I laid in bed for about half an hour not able to sleep due to this feeling until I eventually fell into a light wary sleep. I woke up again about 1 hour later with the feeling still there, and an even more pressing one in my bladder. I got up to go to the toilet as quietly as I could, trying not to wake up Pippa who was sleeping next to me (she wasn’t…. I’d just forgotten she was in the other room!).
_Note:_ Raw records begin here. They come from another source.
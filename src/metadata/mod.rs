//! Model field metadata: which fields are filterable, under which query
//! parameter, with which logical type.
//!
//! A model describes itself through [`FilterModel`], normally via
//! `#[derive(FilterModel)]`. Each field is either undeclared (not
//! filterable), disabled, or declared with optional overrides:
//!
//! | Declaration | External parameter | Logical type |
//! |---|---|---|
//! | *(none)* | not filterable | |
//! | `-` | not filterable | |
//! | `""` | field name | `default` |
//! | `type:string` | field name | `string` |
//! | `param:clickCount;type:number` | `clickCount` | `number` |

pub mod cache;
pub mod declaration;
pub mod descriptor;

pub use cache::{FieldFilterConfig, FieldMetadataCache, ModelFilterConfig, derive_model_config};
pub use declaration::{FieldDeclaration, LogicalType};
pub use descriptor::{FilterAnnotation, FilterModel, ModelDescriptor, StructuralField};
On the way to the toilet I found myself looking behind doors and into shadows, like I was expecting someone, or something to be there…

I went back to bed and struggled to get back to sleep. and when I woke up this morning, the feeling was gone and everything was peachy!

I don’t know why this happened, and I’m definitely not normally a paranoid person…Again all I can think to put this down to, might be the medication that I am on… I have lowered my Morphine use and am using a different brand of Dihydrocodine (my original prescription ran out) so maybe that is it….

Has anyone else experienced the things I have so far due to meds? Vivid dreams, Nightmares, Paranoia? Or could this all just becoincidental or just my minds way of dealing with it all?….. Whatever it is, Ill be glad when it all stops and I can get a regular nights sleep!

One thought on “This time …It’s Paranoia!!!!

  1. Donniboo says:

    I get weird dreams and night time paranoia sometimes, when my brain is trying to deal with stuff. Or it might be the meds…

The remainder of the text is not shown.